Kevin Drum seems to think that the December election will be the way for the Adminstration to back out of Iraq in short order and that Murtha was privy to information that the situation in Iraq is far worse than we're being led to believe by the Administration. Well, if you're already predisposed to believing that the Administration was wrong, this about face is par for the course. Drum also makes the following political observation:
The public is looking for answers, not administration attack dogs on the evening news every day, but this particular White House doesn't know any other way. It's going to cost them.I disagree. There are those in the GOP who will be bolstered by the fact that the Administration is really starting to do the heavy lifting that it should have done all along to make the continuing and ongoing case for US involvment in Iraq - and making sure that the Left couldn't revise history without consequences of their own. While it may be too late for the Administration to turn things around politically at home, the 2006 elections are still a year out.
A lot can change between now and then.
A lot is being made out of Rep. Murtha's statements made earlier today. Problem is that history suggests that Murtha isn't exactly the staunchest supporter of the war in Iraq. In fact, he's actually called this war unwinnable. That extraordinary statement was made May 10, 2004. And Republicans assailed his comments just as quickly as they did today:
A pro-military Democratic congressman's description of the war in Iraq as "unwinnable" unless changes are made sparked anger in House Republicans Thursday.What people don't quite realize is that a person can be pro-military and still be anti-war. Murtha is anti-war, and hasn't changed his position one bit in over a year. The only difference is Murtha is capitalizing on the added coverage due to Bush's pushback to reair his earlier sentiment. That's not a change in position. It's a reassertion of old news.

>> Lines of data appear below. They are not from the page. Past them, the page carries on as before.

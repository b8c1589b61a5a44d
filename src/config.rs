// SPDX-License-Identifier: AGPL-3.0-or-later
//
// Copyright (C) 2026 Relational Network

//! # Runtime Configuration
//!
//! This module defines environment variable names, default values and the
//! immutable [`AppConfig`] loaded once at startup. Nothing reads the
//! environment after `AppConfig::from_env` returns.
//!
//! ## Environment Variables
//!
//! | Variable | Description | Default |
//! |----------|-------------|---------|
//! | `HOST` | Server bind address | `0.0.0.0` |
//! | `PORT` | Server bind port | `3000` |
//! | `DATA_DIR` | Directory for the credential database | `./data` |
//! | `UPLOAD_DIR` | Scratch directory for received uploads | `./uploads` |
//! | `MAX_UPLOAD_BYTES` | Upload size limit | `52428800` |
//! | `JWT_SECRET` | Token signing secret | Required |
//! | `JWT_EXPIRES_IN` | Token lifetime (`1h`, `30m`, `3600`) | `1h` |
//! | `PASSWORD_HASH_COST` | Password hash cost factor | `12` |
//! | `RPC_URL` / `API_URL` | Node JSON-RPC endpoint | `http://127.0.0.1:8545` |
//! | `PRIVATE_KEY` | Service account signing key (hex or PEM) | Required |
//! | `CONTRACT_ADDRESS` | Deployed contract address | Required |
//! | `CONTRACT_ABI_PATH` | Contract ABI JSON | `contracts/Storage.json` |
//! | `IPFS_API_URL` | IPFS HTTP API base URL | `http://127.0.0.1:5001/api/v0` |
//! | `TLS_CERT_PATH` / `TLS_KEY_PATH` | Optional TLS certificate and key | unset |
//! | `LOG_FORMAT` | Logging format (`json` or `pretty`) | `pretty` |
//! | `RUST_LOG` | Log level filter | `info,tower_http=debug` |

use std::env;
use std::path::PathBuf;
use std::time::Duration;

pub const HOST_ENV: &str = "HOST";
pub const PORT_ENV: &str = "PORT";
pub const DATA_DIR_ENV: &str = "DATA_DIR";
pub const UPLOAD_DIR_ENV: &str = "UPLOAD_DIR";
pub const MAX_UPLOAD_BYTES_ENV: &str = "MAX_UPLOAD_BYTES";
pub const JWT_SECRET_ENV: &str = "JWT_SECRET";
pub const JWT_EXPIRES_IN_ENV: &str = "JWT_EXPIRES_IN";
pub const PASSWORD_HASH_COST_ENV: &str = "PASSWORD_HASH_COST";
pub const RPC_URL_ENV: &str = "RPC_URL";
/// Legacy name for the RPC endpoint, still honoured when `RPC_URL` is unset.
pub const API_URL_ENV: &str = "API_URL";
pub const PRIVATE_KEY_ENV: &str = "PRIVATE_KEY";
pub const CONTRACT_ADDRESS_ENV: &str = "CONTRACT_ADDRESS";
pub const CONTRACT_ABI_PATH_ENV: &str = "CONTRACT_ABI_PATH";
pub const IPFS_API_URL_ENV: &str = "IPFS_API_URL";
pub const TLS_CERT_PATH_ENV: &str = "TLS_CERT_PATH";
pub const TLS_KEY_PATH_ENV: &str = "TLS_KEY_PATH";
pub const LOG_FORMAT_ENV: &str = "LOG_FORMAT";

pub const DEFAULT_PORT: u16 = 3000;
pub const DEFAULT_SALT_ROUNDS: u32 = 12;
pub const DEFAULT_TOKEN_EXPIRY: &str = "1h";
pub const DEFAULT_RPC_URL: &str = "http://127.0.0.1:8545";
pub const DEFAULT_ABI_PATH: &str = "contracts/Storage.json";
pub const DEFAULT_IPFS_API_URL: &str = "http://127.0.0.1:5001/api/v0";
pub const DEFAULT_MAX_UPLOAD_BYTES: usize = 50 * 1024 * 1024;
pub const DEFAULT_LOG_FILTER: &str = "info,tower_http=debug";

/// Errors raised while loading configuration. All of them are fatal.
#[derive(Debug, thiserror::Error)]
pub enum ConfigError {
    #[error("{0} is not defined")]
    Missing(&'static str),

    #[error("{name} has an invalid value: {reason}")]
    Invalid { name: &'static str, reason: String },
}

/// Auth Service options.
#[derive(Debug, Clone)]
pub struct AuthSettings {
    /// Token signing secret.
    pub jwt_secret: String,
    /// Cost factor handed to the password hasher.
    pub salt_rounds: u32,
    /// Lifetime of issued tokens.
    pub token_expiry: Duration,
}

/// Chain Client options. Presence of the key and address is checked again
/// when the client is built.
#[derive(Debug, Clone)]
pub struct ChainSettings {
    pub rpc_url: String,
    pub private_key: Option<String>,
    pub contract_address: Option<String>,
    pub abi_path: PathBuf,
}

#[derive(Debug, Clone)]
pub struct TlsSettings {
    pub cert_path: PathBuf,
    pub key_path: PathBuf,
}

/// Immutable process configuration.
#[derive(Debug, Clone)]
pub struct AppConfig {
    pub host: String,
    pub port: u16,
    pub data_dir: PathBuf,
    pub upload_dir: PathBuf,
    pub max_upload_bytes: usize,
    pub ipfs_api_url: String,
    pub log_json: bool,
    pub tls: Option<TlsSettings>,
    pub auth: AuthSettings,
    pub chain: ChainSettings,
}

impl AppConfig {
    /// Load the configuration from the process environment.
    pub fn from_env() -> Result<Self, ConfigError> {
        Self::from_lookup(|name| env::var(name).ok())
    }

    /// Load the configuration through an arbitrary lookup function.
    pub fn from_lookup<F>(lookup: F) -> Result<Self, ConfigError>
    where
        F: Fn(&str) -> Option<String>,
    {
        let get = |name: &str| lookup(name).filter(|v| !v.trim().is_empty());

        let jwt_secret = get(JWT_SECRET_ENV).ok_or(ConfigError::Missing(JWT_SECRET_ENV))?;

        let expiry_raw = get(JWT_EXPIRES_IN_ENV).unwrap_or_else(|| DEFAULT_TOKEN_EXPIRY.to_string());
        let token_expiry = parse_duration(&expiry_raw).map_err(|reason| ConfigError::Invalid {
            name: JWT_EXPIRES_IN_ENV,
            reason,
        })?;

        let salt_rounds = match get(PASSWORD_HASH_COST_ENV) {
            Some(raw) => raw.trim().parse::<u32>().map_err(|e| ConfigError::Invalid {
                name: PASSWORD_HASH_COST_ENV,
                reason: e.to_string(),
            })?,
            None => DEFAULT_SALT_ROUNDS,
        };

        let port = match get(PORT_ENV) {
            Some(raw) => raw.trim().parse::<u16>().map_err(|e| ConfigError::Invalid {
                name: PORT_ENV,
                reason: e.to_string(),
            })?,
            None => DEFAULT_PORT,
        };

        let max_upload_bytes = match get(MAX_UPLOAD_BYTES_ENV) {
            Some(raw) => raw.trim().parse::<usize>().map_err(|e| ConfigError::Invalid {
                name: MAX_UPLOAD_BYTES_ENV,
                reason: e.to_string(),
            })?,
            None => DEFAULT_MAX_UPLOAD_BYTES,
        };

        let tls = match (get(TLS_CERT_PATH_ENV), get(TLS_KEY_PATH_ENV)) {
            (Some(cert), Some(key)) => Some(TlsSettings {
                cert_path: cert.into(),
                key_path: key.into(),
            }),
            (None, None) => None,
            (Some(_), None) => return Err(ConfigError::Missing(TLS_KEY_PATH_ENV)),
            (None, Some(_)) => return Err(ConfigError::Missing(TLS_CERT_PATH_ENV)),
        };

        Ok(Self {
            host: get(HOST_ENV).unwrap_or_else(|| "0.0.0.0".to_string()),
            port,
            data_dir: get(DATA_DIR_ENV).unwrap_or_else(|| "./data".to_string()).into(),
            upload_dir: get(UPLOAD_DIR_ENV)
                .unwrap_or_else(|| "./uploads".to_string())
                .into(),
            max_upload_bytes,
            ipfs_api_url: get(IPFS_API_URL_ENV).unwrap_or_else(|| DEFAULT_IPFS_API_URL.to_string()),
            log_json: get(LOG_FORMAT_ENV)
                .map(|f| f.eq_ignore_ascii_case("json"))
                .unwrap_or(false),
            tls,
            auth: AuthSettings {
                jwt_secret,
                salt_rounds,
                token_expiry,
            },
            chain: ChainSettings {
                rpc_url: get(RPC_URL_ENV)
                    .or_else(|| get(API_URL_ENV))
                    .unwrap_or_else(|| DEFAULT_RPC_URL.to_string()),
                private_key: get(PRIVATE_KEY_ENV),
                contract_address: get(CONTRACT_ADDRESS_ENV),
                abi_path: get(CONTRACT_ABI_PATH_ENV)
                    .unwrap_or_else(|| DEFAULT_ABI_PATH.to_string())
                    .into(),
            },
        })
    }

    /// Path of the embedded credential database.
    pub fn user_db_path(&self) -> PathBuf {
        self.data_dir.join("users.redb")
    }
}

/// Parse a duration string such as `1h`, `30m`, `45s`, `7d` or a bare number
/// of seconds.
pub fn parse_duration(raw: &str) -> Result<Duration, String> {
    let value = raw.trim();
    if value.is_empty() {
        return Err("empty duration".to_string());
    }

    let split = value
        .find(|c: char| !c.is_ascii_digit())
        .unwrap_or(value.len());
    let (digits, unit) = value.split_at(split);

    let amount: u64 = digits
        .parse()
        .map_err(|_| format!("`{value}` does not start with a number"))?;

    let multiplier = match unit.trim() {
        "" | "s" => 1,
        "m" => 60,
        "h" => 60 * 60,
        "d" => 24 * 60 * 60,
        other => return Err(format!("unknown duration unit `{other}`")),
    };

    let secs = amount
        .checked_mul(multiplier)
        .ok_or_else(|| format!("`{value}` overflows"))?;
    if secs == 0 {
        return Err("duration must be positive".to_string());
    }

    Ok(Duration::from_secs(secs))
}
// SPDX-License-Identifier: AGPL-3.0-or-later
//
// Copyright (C) 2026 Relational Network

//! In-memory credential store.
//!
//! Used by tests and local experiments; records are lost on restart.

use std::collections::HashMap;
use std::sync::atomic::{AtomicUsize, Ordering};
use std::sync::RwLock;

use super::users::{NewUser, StoreError, StoreResult, User, UserStore};

#[derive(Default)]
struct Inner {
    users: HashMap<u64, User>,
    by_email: HashMap<String, u64>,
    next_id: u64,
}

#[derive(Default)]
pub struct InMemoryUserStore {
    inner: RwLock<Inner>,
    creates: AtomicUsize,
}

impl InMemoryUserStore {
    pub fn new() -> Self {
        Self::default()
    }

    /// Number of `create` calls received, successful or not.
    pub fn create_calls(&self) -> usize {
        self.creates.load(Ordering::SeqCst)
    }

    fn poisoned() -> StoreError {
        StoreError::Backend("in-memory store lock poisoned".to_string())
    }
}

impl UserStore for InMemoryUserStore {
    fn find_by_email(&self, email: &str) -> StoreResult<Option<User>> {
        let inner = self.inner.read().map_err(|_| Self::poisoned())?;
        Ok(inner
            .by_email
            .get(email)
            .and_then(|id| inner.users.get(id))
            .cloned())
    }

    fn find_by_id(&self, id: u64) -> StoreResult<Option<User>> {
        let inner = self.inner.read().map_err(|_| Self::poisoned())?;
        Ok(inner.users.get(&id).cloned())
    }

    fn create(&self, user: NewUser) -> StoreResult<u64> {
        self.creates.fetch_add(1, Ordering::SeqCst);
        let mut inner = self.inner.write().map_err(|_| Self::poisoned())?;

        if inner.by_email.contains_key(&user.email) {
            return Err(StoreError::Duplicate(user.email));
        }

        inner.next_id += 1;
        let id = inner.next_id;
        inner.by_email.insert(user.email.clone(), id);
        inner.users.insert(
            id,
            User {
                id,
                name: user.name,
                email: user.email,
                password_hash: user.password_hash,
            },
        );
        Ok(id)
    }
}

#[cfg(test)]
mod tests {
    use super::*;

    #[test]
    fn create_and_lookup() {
        let store = InMemoryUserStore::new();
        let id = store
            .create(NewUser {
                name: "Bob".to_string(),
                email: "bob@example.com".to_string(),
                password_hash: "h".to_string(),
            })
            .unwrap();

        assert_eq!(id, 1);
        assert_eq!(store.find_by_id(1).unwrap().unwrap().email, "bob@example.com");
        assert_eq!(store.find_by_email("bob@example.com").unwrap().unwrap().id, 1);
        assert_eq!(store.create_calls(), 1);
    }
}
impl AppointmentService {
    pub fn new(config: &AppConfig) -> Self {
        Self::with_client(Arc::new(SupabaseClient::new(config)))
    }

    pub fn with_client(supabase: Arc<SupabaseClient>) -> Self {
        Self {
            conflict: ConflictService::new(supabase.clone()),
            queue: QueueService::new(supabase.clone()),
            staff: StaffService::with_client(supabase.clone()),
            catalog: CatalogService::with_client(supabase.clone()),
            activity: ActivityLogService::with_client(supabase.clone()),
            supabase,
        }
    }

    /// Books an appointment, falling back to the waiting queue when the
    /// requested staff member is at capacity or no staff member was given.
    /// A slot conflict with the requested staff member is a hard error and
    /// never falls back to the queue.
    pub async fn create(
        &self,
        request: CreateAppointmentRequest,
        user_id: &str,
        auth_token: &str,
    ) -> Result<Appointment, AppointmentError> {
        if request.customer_name.trim().is_empty() {
            return Err(AppointmentError::Validation(
                "Customer name is required".to_string(),
            ));
        }
        if request.appointment_time.trim().is_empty() {
            return Err(AppointmentError::Validation(
                "Appointment time is required".to_string(),
            ));
        }

        self.catalog
            .find_one(request.service_id, user_id, auth_token)
            .await
            .map_err(|e| match e {
                CatalogError::NotFound => {
                    AppointmentError::Validation("Service not found".to_string())
                }
                other => AppointmentError::DatabaseError(other.to_string()),
            })?;

        let mut assigned_staff = request.staff_id;
        let mut status = AppointmentStatus::Scheduled;
        let mut queue_position: Option<i32> = None;

        match request.staff_id {
            Some(staff_id) => {
                let conflict = self
                    .conflict
                    .find_conflict(
                        staff_id,
                        request.appointment_date,
                        &request.appointment_time,
                        None,
                        auth_token,
                    )
                    .await?;
                if conflict.is_some() {
                    return Err(AppointmentError::TimeConflict);
                }

                let staff = self.fetch_staff(staff_id, user_id, auth_token).await?;
                let capacity_ok = self
                    .conflict
                    .has_capacity(
                        staff_id,
                        staff.daily_capacity,
                        request.appointment_date,
                        auth_token,
                    )
                    .await?;
                if !capacity_ok {
                    debug!("Staff {} is at capacity, queueing appointment", staff_id);
                    status = AppointmentStatus::Waiting;
                    queue_position = Some(self.queue.next_position(user_id, auth_token).await?);
                    assigned_staff = None;
                }
            }
            None => {
                status = AppointmentStatus::Waiting;
                queue_position = Some(self.queue.next_position(user_id, auth_token).await?);
            }
        }

        let now = Utc::now();
        let body = json!({
            "customer_name": request.customer_name,
            "service_id": request.service_id,
            "staff_id": assigned_staff,
            "appointment_date": request.appointment_date,
            "appointment_time": request.appointment_time,
            "status": status.to_string(),
            "queue_position": queue_position,
            "user_id": user_id,
            "created_at": now.to_rfc3339(),
            "updated_at": now.to_rfc3339()
        });

        let result: Vec<Value> = self
            .supabase
            .request_with_headers(
                Method::POST,
                "/rest/v1/appointments",
                Some(auth_token),
                Some(body),
                Some(return_representation()),
            )
            .await
            .map_err(|e| AppointmentError::DatabaseError(e.to_string()))?;

        parse_first(result)?.ok_or_else(|| {
            AppointmentError::DatabaseError("Failed to create appointment".to_string())
        })
    }

    pub async fn find_all(
        &self,
        filters: &AppointmentSearchQuery,
        user_id: &str,
        auth_token: &str,
    ) -> Result<Vec<Appointment>, AppointmentError> {
        let mut path = format!("/rest/v1/appointments?user_id=eq.{}", user_id);
        if let Some(date) = filters.date {
            path.push_str(&format!("&appointment_date=eq.{}", date));
        }
        if let Some(staff_id) = filters.staff_id {
            path.push_str(&format!("&staff_id=eq.{}", staff_id));
        }
        if let Some(status) = filters.status {
            path.push_str(&format!("&status=eq.{}", status));
        }
        path.push_str("&order=appointment_date.asc,appointment_time.asc");

        let rows: Vec<Value> = self
            .supabase
            .request(Method::GET, &path, Some(auth_token), None)
            .await
            .map_err(|e| AppointmentError::DatabaseError(e.to_string()))?;

        rows.into_iter()
            .map(serde_json::from_value)
            .collect::<Result<Vec<Appointment>, _>>()
            .map_err(|e| {
                AppointmentError::DatabaseError(format!("Failed to parse appointments: {}", e))
            })
    }

    pub async fn find_one(
        &self,
        appointment_id: Uuid,
        user_id: &str,
        auth_token: &str,
    ) -> Result<Appointment, AppointmentError> {
        let path = format!(
            "/rest/v1/appointments?id=eq.{}&user_id=eq.{}",
            appointment_id, user_id
        );

        let rows: Vec<Value> = self
            .supabase
            .request(Method::GET, &path, Some(auth_token), None)
            .await
            .map_err(|e| AppointmentError::DatabaseError(e.to_string()))?;

        parse_first(rows)?.ok_or(AppointmentError::NotFound)
    }

    /// Patches an appointment. The slot conflict check reruns only when the
    /// date, time or staff assignment is touched, excluding the appointment
    /// itself. Updates have no queue side effects.
    pub async fn update(
        &self,
        appointment_id: Uuid,
        request: UpdateAppointmentRequest,
        user_id: &str,
        auth_token: &str,
    ) -> Result<Appointment, AppointmentError> {
        let existing = self.find_one(appointment_id, user_id, auth_token).await?;

        let touches_slot = request.appointment_date.is_some()
            || request.appointment_time.is_some()
            || request.staff_id.is_some();

        if touches_slot {
            let date = request.appointment_date.unwrap_or(existing.appointment_date);
            let time = request
                .appointment_time
                .clone()
                .unwrap_or_else(|| existing.appointment_time.clone());
            let staff_id = request.staff_id.or(existing.staff_id);

            if let Some(staff_id) = staff_id {
                let conflict = self
                    .conflict
                    .find_conflict(staff_id, date, &time, Some(appointment_id), auth_token)
                    .await?;
                if conflict.is_some() {
                    return Err(AppointmentError::TimeConflict);
                }
            }
        }

        let mut update_data = serde_json::Map::new();
        if let Some(customer_name) = request.customer_name {
            if customer_name.trim().is_empty() {
                return Err(AppointmentError::Validation(
                    "Customer name is required".to_string(),
                ));
            }
            update_data.insert("customer_name".to_string(), json!(customer_name));
        }
        if let Some(service_id) = request.service_id {
            update_data.insert("service_id".to_string(), json!(service_id));
        }
        if let Some(staff_id) = request.staff_id {
            update_data.insert("staff_id".to_string(), json!(staff_id));
        }
        if let Some(date) = request.appointment_date {
            update_data.insert("appointment_date".to_string(), json!(date));
        }
        if let Some(time) = request.appointment_time {
            if time.trim().is_empty() {
                return Err(AppointmentError::Validation(
                    "Appointment time is required".to_string(),
                ));
            }
            update_data.insert("appointment_time".to_string(), json!(time));
        }
        if let Some(status) = request.status {
            update_data.insert("status".to_string(), json!(status.to_string()));
        }
        update_data.insert("updated_at".to_string(), json!(Utc::now().to_rfc3339()));

        let path = format!(
            "/rest/v1/appointments?id=eq.{}&user_id=eq.{}",
            appointment_id, user_id
        );

        let result: Vec<Value> = self
            .supabase
            .request_with_headers(
                Method::PATCH,
                &path,
                Some(auth_token),
                Some(Value::Object(update_data)),
                Some(return_representation()),
            )
            .await
            .map_err(|e| AppointmentError::DatabaseError(e.to_string()))?;

        parse_first(result)?.ok_or(AppointmentError::NotFound)
    }

    /// Direct status overwrite with no capacity or conflict checks.
    pub async fn update_status(
        &self,
        appointment_id: Uuid,
        status: AppointmentStatus,
        user_id: &str,
        auth_token: &str,
    ) -> Result<Appointment, AppointmentError> {
        let path = format!(
            "/rest/v1/appointments?id=eq.{}&user_id=eq.{}",
            appointment_id, user_id
        );
        let body = json!({
            "status": status.to_string(),
            "updated_at": Utc::now().to_rfc3339()
        });

        let result: Vec<Value> = self
            .supabase
            .request_with_headers(
                Method::PATCH,
                &path,
                Some(auth_token),
                Some(body),
                Some(return_representation()),
            )
            .await
            .map_err(|e| AppointmentError::DatabaseError(e.to_string()))?;

        parse_first(result)?.ok_or(AppointmentError::NotFound)
    }

    /// Hard delete. Remaining Waiting rows keep their positions; any gap
    /// closes on the next promotion.
    pub async fn remove(
        &self,
        appointment_id: Uuid,
        user_id: &str,
        auth_token: &str,
    ) -> Result<Appointment, AppointmentError> {
        let path = format!(
            "/rest/v1/appointments?id=eq.{}&user_id=eq.{}",
            appointment_id, user_id
        );

        let result: Vec<Value> = self
            .supabase
            .request_with_headers(
                Method::DELETE,
                &path,
                Some(auth_token),
                None,
                Some(return_representation()),
            )
            .await
            .map_err(|e| AppointmentError::DatabaseError(e.to_string()))?;

        parse_first(result)?.ok_or(AppointmentError::NotFound)
    }

    pub async fn get_queue(
        &self,
        user_id: &str,
        auth_token: &str,
    ) -> Result<Vec<Appointment>, AppointmentError> {
        self.queue.get_queue(user_id, auth_token).await
    }

    /// Promotes the head of the waiting queue to the given staff member.
    ///
    /// Returns Ok(None) when the queue is empty or the head cannot be placed
    /// with this staff member today, leaving the candidate untouched. On
    /// success the remaining queue is renumbered to 1..n.
    pub async fn assign_from_queue(
        &self,
        staff_id: Uuid,
        user_id: &str,
        auth_token: &str,
    ) -> Result<Option<Appointment>, AppointmentError> {
        let queue = self.queue.get_queue(user_id, auth_token).await?;
        let Some(candidate) = queue.into_iter().next() else {
            return Ok(None);
        };

        let staff = self.fetch_staff(staff_id, user_id, auth_token).await?;

        let capacity_ok = self
            .conflict
            .has_capacity(
                staff_id,
                staff.daily_capacity,
                candidate.appointment_date,
                auth_token,
            )
            .await?;
        if !capacity_ok {
            debug!("Staff {} has no capacity for queue head", staff_id);
            return Ok(None);
        }

        let conflict = self
            .conflict
            .find_conflict(
                staff_id,
                candidate.appointment_date,
                &candidate.appointment_time,
                None,
                auth_token,
            )
            .await?;
        if conflict.is_some() {
            debug!("Queue head slot conflicts with staff {}", staff_id);
            return Ok(None);
        }

        let path = format!(
            "/rest/v1/appointments?id=eq.{}&user_id=eq.{}",
            candidate.id, user_id
        );
        let body = json!({
            "staff_id": staff_id,
            "status": AppointmentStatus::Scheduled.to_string(),
            "queue_position": Value::Null,
            "updated_at": Utc::now().to_rfc3339()
        });

        let result: Vec<Value> = self
            .supabase
            .request_with_headers(
                Method::PATCH,
                &path,
                Some(auth_token),
                Some(body),
                Some(return_representation()),
            )
            .await
            .map_err(|e| AppointmentError::DatabaseError(e.to_string()))?;

        let promoted = parse_first(result)?.ok_or(AppointmentError::NotFound)?;

        // The promotion already happened, so a logging failure must not
        // roll it back.
        let description = format!(
            "Appointment for \"{}\" auto-assigned to staff.",
            promoted.customer_name
        );
        if let Err(e) = self
            .activity
            .create_log(
                ActivityAction::QueueToStaff,
                &description,
                promoted.id,
                Some(staff_id),
                user_id,
                auth_token,
            )
            .await
        {
            warn!("Failed to record queue assignment: {}", e);
        }

        self.queue.renumber(user_id, auth_token).await?;

        Ok(Some(promoted))
    }

    async fn fetch_staff(
        &self,
        staff_id: Uuid,
        user_id: &str,
        auth_token: &str,
    ) -> Result<Staff, AppointmentError> {
        self.staff
            .find_one(staff_id, user_id, auth_token)
            .await
            .map_err(|e| match e {
                StaffError::NotFound => {
                    AppointmentError::MissingDependency("Staff member not found".to_string())
                }
                other => AppointmentError::DatabaseError(other.to_string()),
            })
    }
}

Rep. John Murtha, D-Pennsylvania, in a news conference with Democratic leader Nancy Pelosi, D-California, said the problems in Iraq are due to a "lack of planning" by Pentagon chiefs and "the direction has got be changed or it is unwinnable."
Republicans seized on that word, ignoring Murtha's overall point: that more troops and equipment should be sent to Iraq.
Also commenting on this story: Lorie Byrd, Instapundit, who also notes the 2004 statements by Murtha and wonders how Murtha could be considered a Democratic hawk, Hugh Hewitt, Don Surber, Mudville Gazette, Sister Toldjah (still one of the coolest pseudnyms online), Big Lizards, Confederate Yankee, California Conservative, The Political Teen, Joust the Facts, Basil's Blog, The Moderate Voice (who comments on sagging poll numbers), and Donklephant.